Welcome to the average Indian post office where the look and feel seem to have hardly moved beyond the command era economy.

In a country that is trying to leap into the world of digital transaction, the post office is an anachronism. Time here stands still, in more than one sense.

Incidentally, there is no service in the country, not even the railways, that can boast of a richer heritage than the postal system.

First, the size. There are more than 1.55 lakh post offices in the country that makes it one of the largest networks in the world.

But the history of the postal system is more interesting.

On April 16, 1853, the first train carrying passengers ran between Bori Bunder (later Bombay) and Thane which was 34 km away. The first post offices in the country were set up by the British in Calcutta, Bombay and Madras almost 90 years before the first train ran.

The post offices were thrown open for the service of the people by governor general Warren Hastings in March 1774, approximately at the same time when James Watt was inventing his steam engine in England.

The Post Office Act of 1837 gave the government the exclusive right to send letters to the territory of East India Company. After the authority to rule India passed to the Crown in 1858, the monopoly naturally went to the Raj. In the subsequent the postal department has been as much a part of nation building as the railways, integrated steel plants, power plants, dams and institutes of higher education.

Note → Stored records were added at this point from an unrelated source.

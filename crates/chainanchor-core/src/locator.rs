//! Anchor selection: find the most recent checkpoint already held locally.
//!
//! A node that owns (and has validated) a checkpoint block can skip full
//! verification of everything below it.

use std::collections::{BTreeMap, HashMap};

use crate::registry::CheckpointRegistry;
use crate::types::{BlockHash, BlockIndexEntry};

/// Read access to a block index owned by the embedder.
///
/// Consistency while [`last_checkpoint`] scans is the implementor's concern
/// (e.g. hold a read lock for the duration of the call).
pub trait BlockIndex {
    /// Look up a block by hash.
    fn lookup(&self, hash: &BlockHash) -> Option<BlockIndexEntry>;
}

impl BlockIndex for HashMap<BlockHash, BlockIndexEntry> {
    fn lookup(&self, hash: &BlockHash) -> Option<BlockIndexEntry> {
        self.get(hash).copied()
    }
}

impl BlockIndex for BTreeMap<BlockHash, BlockIndexEntry> {
    fn lookup(&self, hash: &BlockHash) -> Option<BlockIndexEntry> {
        self.get(hash).copied()
    }
}

impl<T: BlockIndex + ?Sized> BlockIndex for &T {
    fn lookup(&self, hash: &BlockHash) -> Option<BlockIndexEntry> {
        (**self).lookup(hash)
    }
}

/// The highest checkpoint whose block is present in `index`.
///
/// Returns `None` when enforcement is disabled or no checkpoint is held.
pub fn last_checkpoint<I: BlockIndex + ?Sized>(
    index: &I,
    registry: &CheckpointRegistry,
    enabled: bool,
) -> Option<BlockIndexEntry> {
    if !enabled {
        return None;
    }
    let anchor = registry
        .iter()
        .rev()
        .find_map(|checkpoint| index.lookup(&checkpoint.hash));
    match &anchor {
        Some(entry) => tracing::debug!(
            height = entry.height,
            hash = %entry.hash,
            network = %registry.network(),
            "Selected checkpoint anchor"
        ),
        None => tracing::debug!(network = %registry.network(), "No checkpoint held locally"),
    }
    anchor
}

/// Rough total block count for UI display: the highest checkpoint height,
/// or 0 when enforcement is disabled. Never use this for validation.
pub fn total_blocks_estimate(registry: &CheckpointRegistry, enabled: bool) -> u64 {
    registry.max_checkpoint_height(enabled)
}

#[cfg(test)]
mod tests {
    use super::*;
    use crate::registry::select_registry;
    use crate::types::Network;

    fn entry_for(registry: &CheckpointRegistry, height: u64) -> BlockIndexEntry {
        BlockIndexEntry {
            height,
            hash: *registry.get(height).unwrap(),
            timestamp: 1_400_000_000 + height as i64 * 60,
            chain_tx_count: height + 1,
        }
    }

    fn index_of(entries: &[BlockIndexEntry]) -> HashMap<BlockHash, BlockIndexEntry> {
        entries.iter().map(|e| (e.hash, *e)).collect()
    }

    #[test]
    fn empty_index_has_no_anchor() {
        let reg = select_registry(Network::Main);
        let index: HashMap<BlockHash, BlockIndexEntry> = HashMap::new();
        assert!(last_checkpoint(&index, reg, true).is_none());
    }

    #[test]
    fn single_match_is_returned() {
        let reg = select_registry(Network::Main);
        let e = entry_for(reg, 64);
        let index = index_of(&[e]);
        assert_eq!(last_checkpoint(&index, reg, true), Some(e));
    }

    #[test]
    fn highest_match_wins() {
        let reg = select_registry(Network::Main);
        let entries = [entry_for(reg, 0), entry_for(reg, 1024), entry_for(reg, 8)];
        let index = index_of(&entries);
        assert_eq!(last_checkpoint(&index, reg, true).unwrap().height, 1024);
    }

    #[test]
    fn unrelated_blocks_are_ignored() {
        let reg = select_registry(Network::Main);
        let stray = BlockIndexEntry {
            height: 70_000,
            hash: BlockHash::new([0x42; 32]),
            timestamp: 0,
            chain_tx_count: 0,
        };
        let index = index_of(&[stray, entry_for(reg, 2)]);
        assert_eq!(last_checkpoint(&index, reg, true).unwrap().height, 2);
    }

    #[test]
    fn disabled_returns_none() {
        let reg = select_registry(Network::Main);
        let index = index_of(&[entry_for(reg, 61_712)]);
        assert!(last_checkpoint(&index, reg, false).is_none());
    }

    #[test]
    fn btree_index_and_references_work() {
        let reg = select_registry(Network::Test);
        let e = entry_for(reg, 546);
        let index: BTreeMap<BlockHash, BlockIndexEntry> = [(e.hash, e)].into_iter().collect();
        let by_ref: &dyn BlockIndex = &index;
        assert_eq!(last_checkpoint(by_ref, reg, true), Some(e));
        assert_eq!(last_checkpoint(&&index, reg, true), Some(e));
    }

    #[test]
    fn total_blocks_estimate_follows_flag() {
        assert_eq!(total_blocks_estimate(select_registry(Network::Main), true), 61_712);
        assert_eq!(total_blocks_estimate(select_registry(Network::Test), true), 546);
        assert_eq!(total_blocks_estimate(select_registry(Network::Main), false), 0);
    }
}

|Right now, with both technological leaps rendering many postal services – sale of stamps, envelopes, inland letters, postcards and money orders – obsolete, and private sector courier players eroding its income from parcels severely, the postal department is in a sorry state.

Like most PSUs, it is burdened with a dwindling revenue and an unsustainable workforce who are dependent on budgetary support for their salaries a dwindling revenue.

But then India Post has a history that needs to be told. The young generation most know that the post office need not get left behind in the evolution of technology as the country gets more impatient to break from its brick-and-mortar past.

Any modern society should try to preserve the services that shaped its present and India Post should rank high up in that consideration. While the government should reimagine post offices to suit the idea of digital India, it must explore the idea of selling souvenirs like stationery items, decorative pieces, tee shirts and similar items all over the world. It would add to the pride that is India apart from generating a small revenue.

But first they should begin by painting the post offices, adding a few fans and making the wait a bit tolerable, especially for the elders.